Since 2003 Microsoft has taken 500 legal actions against spammers; it’s near the “tipping point” on e-mail authentication, Spiezle said. SenderID is in use on nearly 10 million domains; spam identification has risen 8%; and false positives have fallen 85%, he said. Libbey said Yahoo blocks about 14 million phishing messages daily.

An attendee asked what consumers’ responsibilities are for their opt-in choices and noted that her publisher landed on an e-mail authentication blacklist because some users called it a spammer. “Often-times they don’t know where they opted in,” Stiles said, citing affiliates’ lists. On a given e-mail subscription 20 million consumers might opt in, not knowing they gave consent; “we don’t want to spend that time and energy” pursuing bogus complaints against e-mail senders, he said. Senders should notify e-mail providers when they learn their messages have been tagged as spam but also reevaluate the opt-in process to fix inadequate notices and better explain how and why they send subscribers e-mail, Stiles said.

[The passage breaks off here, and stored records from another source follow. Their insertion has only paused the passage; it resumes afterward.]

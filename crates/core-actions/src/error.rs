use core_keymap::{ActionId, ArgumentKind, CommandKind};
use thiserror::Error;

/// Why a keystroke ended the pending command. Every variant has already
/// triggered the error indicator and a full reset by the time the caller
/// sees it.
#[derive(Debug, Clone, PartialEq, Eq, Error)]
pub enum InterpretError {
    #[error("no mapping for `{keys}`")]
    UnknownSequence { keys: String },
    #[error("{kind:?} command cannot be used as a motion")]
    NotAMotion { kind: CommandKind },
    #[error("`{key}` is not a character argument")]
    ExpectedCharacter { key: String },
    #[error("mapping `{keys}` has no action")]
    MissingAction { keys: String },
    #[error("argument mapping declares argument kind {kind:?}")]
    InvalidArgument { kind: ArgumentKind },
    #[error("{kind:?} command refused on a read-only document")]
    ReadOnly { kind: CommandKind },
    #[error("no command to complete")]
    NoCommand,
    #[error("key resolved to an argument twice")]
    NestedArgument,
}

/// Failure reported by an [`crate::ActionInvoker`].
#[derive(Debug, Clone, PartialEq, Eq, Error)]
pub enum ActionError {
    #[error("unknown action `{0}`")]
    Unknown(ActionId),
    #[error("action `{action}` failed: {reason}")]
    Failed { action: ActionId, reason: String },
}
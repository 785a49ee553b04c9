//! Core key event types shared by the keymap, interpreter and front-ends.
//!
//! A `KeyEvent` is one physical keystroke after platform normalization: a
//! logical key code plus a modifier set. Front-ends (terminal, tests, the
//! notation parser) construct them; the interpreter only reads them.

use std::fmt;

bitflags::bitflags! {
    #[derive(Clone, Copy, Debug, PartialEq, Eq, Hash, Default)]
    pub struct KeyModifiers: u8 {
        const CTRL = 0b0000_0001;
        const ALT  = 0b0000_0010;
        const SHIFT= 0b0000_0100;
    }
}

/// KeyCode enumerates normalized logical key representations consumed by higher layers.
/// Printable keys always travel as `Char`, including space and `<`.
#[derive(Debug, Clone, Copy, PartialEq, Eq, Hash)]
pub enum KeyCode {
    Char(char),
    Enter,
    Esc,
    Backspace,
    Tab,
    Delete,
    Insert,
    Home,
    End,
    PageUp,
    PageDown,
    Up,
    Down,
    Left,
    Right,
    F(u8),
}

#[derive(Debug, Clone, Copy, PartialEq, Eq, Hash)]
pub struct KeyEvent {
    pub code: KeyCode,
    pub mods: KeyModifiers,
}

impl KeyEvent {
    pub const fn new(code: KeyCode, mods: KeyModifiers) -> Self {
        Self { code, mods }
    }

    /// Unmodified printable key.
    pub const fn char(c: char) -> Self {
        Self::new(KeyCode::Char(c), KeyModifiers::empty())
    }

    /// `<C-x>` chord.
    pub const fn ctrl(c: char) -> Self {
        Self::new(KeyCode::Char(c), KeyModifiers::CTRL)
    }

    /// Unmodified named key.
    pub const fn named(code: KeyCode) -> Self {
        Self::new(code, KeyModifiers::empty())
    }

    /// The literal character this keystroke types, if any.
    ///
    /// Chords with CTRL or ALT type nothing. SHIFT is already folded into the
    /// character by the front-end so it is ignored here.
    pub fn typed_char(&self) -> Option<char> {
        if self.mods.intersects(KeyModifiers::CTRL | KeyModifiers::ALT) {
            return None;
        }
        match self.code {
            KeyCode::Char(c) if !c.is_control() => Some(c),
            KeyCode::Tab => Some('\t'),
            _ => None,
        }
    }

    /// Decimal digit value for unmodified `0`..=`9`.
    pub fn digit(&self) -> Option<u32> {
        self.typed_char().and_then(|c| c.to_digit(10))
    }

    /// `<Esc>`, `<C-c>` or `<C-[>`.
    pub fn is_cancel(&self) -> bool {
        match self.code {
            KeyCode::Esc => true,
            KeyCode::Char('c') | KeyCode::Char('[') => self.mods.contains(KeyModifiers::CTRL),
            _ => false,
        }
    }
}

impl From<char> for KeyEvent {
    fn from(c: char) -> Self {
        KeyEvent::char(c)
    }
}

fn named_key(code: KeyCode) -> Option<&'static str> {
    let name = match code {
        KeyCode::Enter => "CR",
        KeyCode::Esc => "Esc",
        KeyCode::Backspace => "BS",
        KeyCode::Tab => "Tab",
        KeyCode::Delete => "Del",
        KeyCode::Insert => "Insert",
        KeyCode::Home => "Home",
        KeyCode::End => "End",
        KeyCode::PageUp => "PageUp",
        KeyCode::PageDown => "PageDown",
        KeyCode::Up => "Up",
        KeyCode::Down => "Down",
        KeyCode::Left => "Left",
        KeyCode::Right => "Right",
        KeyCode::Char(' ') => "Space",
        KeyCode::Char('<') => "lt",
        KeyCode::Char('|') => "Bar",
        KeyCode::Char('\\') => "Bslash",
        KeyCode::Char(_) | KeyCode::F(_) => return None,
    };
    Some(name)
}

/// Renders the key in Vim notation (`w`, `<Esc>`, `<C-w>`, `<lt>`).
impl fmt::Display for KeyEvent {
    fn fmt(&self, f: &mut fmt::Formatter<'_>) -> fmt::Result {
        let named = named_key(self.code);
        if self.mods.is_empty() {
            return match (self.code, named) {
                (_, Some(name)) => write!(f, "<{name}>"),
                (KeyCode::F(n), None) => write!(f, "<F{n}>"),
                (KeyCode::Char(c), None) => write!(f, "{c}"),
                _ => Ok(()),
            };
        }
        f.write_str("<")?;
        if self.mods.contains(KeyModifiers::CTRL) {
            f.write_str("C-")?;
        }
        if self.mods.contains(KeyModifiers::ALT) {
            f.write_str("A-")?;
        }
        if self.mods.contains(KeyModifiers::SHIFT) {
            f.write_str("S-")?;
        }
        match (self.code, named) {
            (_, Some(name)) => f.write_str(name)?,
            (KeyCode::F(n), None) => write!(f, "F{n}")?,
            (KeyCode::Char(c), None) => write!(f, "{c}")?,
            _ => {}
        }
        f.write_str(">")
    }
}
//! Raw-mode terminal guard and crossterm key translation.

use anyhow::Result;
use core_events::{KeyCode, KeyEvent, KeyModifiers};
use crossterm::event::{
    KeyCode as CKeyCode, KeyEvent as CKeyEvent, KeyEventKind as CKeyEventKind,
    KeyModifiers as CKeyModifiers,
};
use crossterm::terminal::{disable_raw_mode, enable_raw_mode};

/// Keeps the terminal in raw mode until dropped.
pub struct RawModeGuard {
    active: bool,
}

impl RawModeGuard {
    pub fn enter() -> Result<Self> {
        enable_raw_mode()?;
        Ok(Self { active: true })
    }
}

impl Drop for RawModeGuard {
    fn drop(&mut self) {
        if self.active {
            let _ = disable_raw_mode();
            self.active = false;
        }
    }
}

/// `Ctrl-Q` ends an interactive session.
pub fn is_quit(event: &CKeyEvent) -> bool {
    event.modifiers.contains(CKeyModifiers::CONTROL)
        && matches!(event.code, CKeyCode::Char('q') | CKeyCode::Char('Q'))
}

/// Translate a terminal key event into an interpreter keystroke.
///
/// Releases and keys without a Vim notation (media, lock keys) map to `None`.
pub fn translate_key(event: &CKeyEvent) -> Option<KeyEvent> {
    if matches!(event.kind, CKeyEventKind::Release) {
        return None;
    }
    let mut mods = map_mods(event.modifiers);
    let code = match event.code {
        CKeyCode::Char(c) => {
            // Shift is already applied to the character.
            mods.remove(KeyModifiers::SHIFT);
            KeyCode::Char(legacy_control_char(c, mods))
        }
        CKeyCode::Enter => KeyCode::Enter,
        CKeyCode::Esc => KeyCode::Esc,
        CKeyCode::Backspace => KeyCode::Backspace,
        CKeyCode::Tab => KeyCode::Tab,
        CKeyCode::BackTab => {
            mods |= KeyModifiers::SHIFT;
            KeyCode::Tab
        }
        CKeyCode::Up => KeyCode::Up,
        CKeyCode::Down => KeyCode::Down,
        CKeyCode::Left => KeyCode::Left,
        CKeyCode::Right => KeyCode::Right,
        CKeyCode::Home => KeyCode::Home,
        CKeyCode::End => KeyCode::End,
        CKeyCode::PageUp => KeyCode::PageUp,
        CKeyCode::PageDown => KeyCode::PageDown,
        CKeyCode::Insert => KeyCode::Insert,
        CKeyCode::Delete => KeyCode::Delete,
        CKeyCode::F(n) => KeyCode::F(n),
        CKeyCode::Null
        | CKeyCode::CapsLock
        | CKeyCode::ScrollLock
        | CKeyCode::NumLock
        | CKeyCode::PrintScreen
        | CKeyCode::Pause
        | CKeyCode::Menu
        | CKeyCode::KeypadBegin
        | CKeyCode::Media(_)
        | CKeyCode::Modifier(_) => return None,
    };
    Some(KeyEvent::new(code, mods))
}

fn map_mods(mods: CKeyModifiers) -> KeyModifiers {
    let mut out = KeyModifiers::empty();
    if mods.contains(CKeyModifiers::CONTROL) {
        out |= KeyModifiers::CTRL;
    }
    if mods.contains(CKeyModifiers::ALT) {
        out |= KeyModifiers::ALT;
    }
    if mods.contains(CKeyModifiers::SHIFT) {
        out |= KeyModifiers::SHIFT;
    }
    out
}

// Legacy terminals send Ctrl-\ and Ctrl-] as 0x1c/0x1d, which crossterm
// reports as Ctrl-4 and Ctrl-5.
fn legacy_control_char(c: char, mods: KeyModifiers) -> char {
    if !mods.contains(KeyModifiers::CTRL) {
        return c;
    }
    match c {
        '4' => '\\',
        '5' => ']',
        other => other,
    }
}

Microsoft was among the first providers to automatically add the “unsubscribe” address in the e-mail body to the e- mail header, to make unsubscribing easier, Spiezle said. If anything, recipients have “user fatigue” and under-report spam, he said. The beleaguered audience member said the e- mail recipients’ ISP had a similar “call-this-e-mail-spam button” but wouldn’t tell the publisher who was complaining that its messages were spam. Users shouldn’t be able to get away with baseless attacks on senders’ reputations, she said.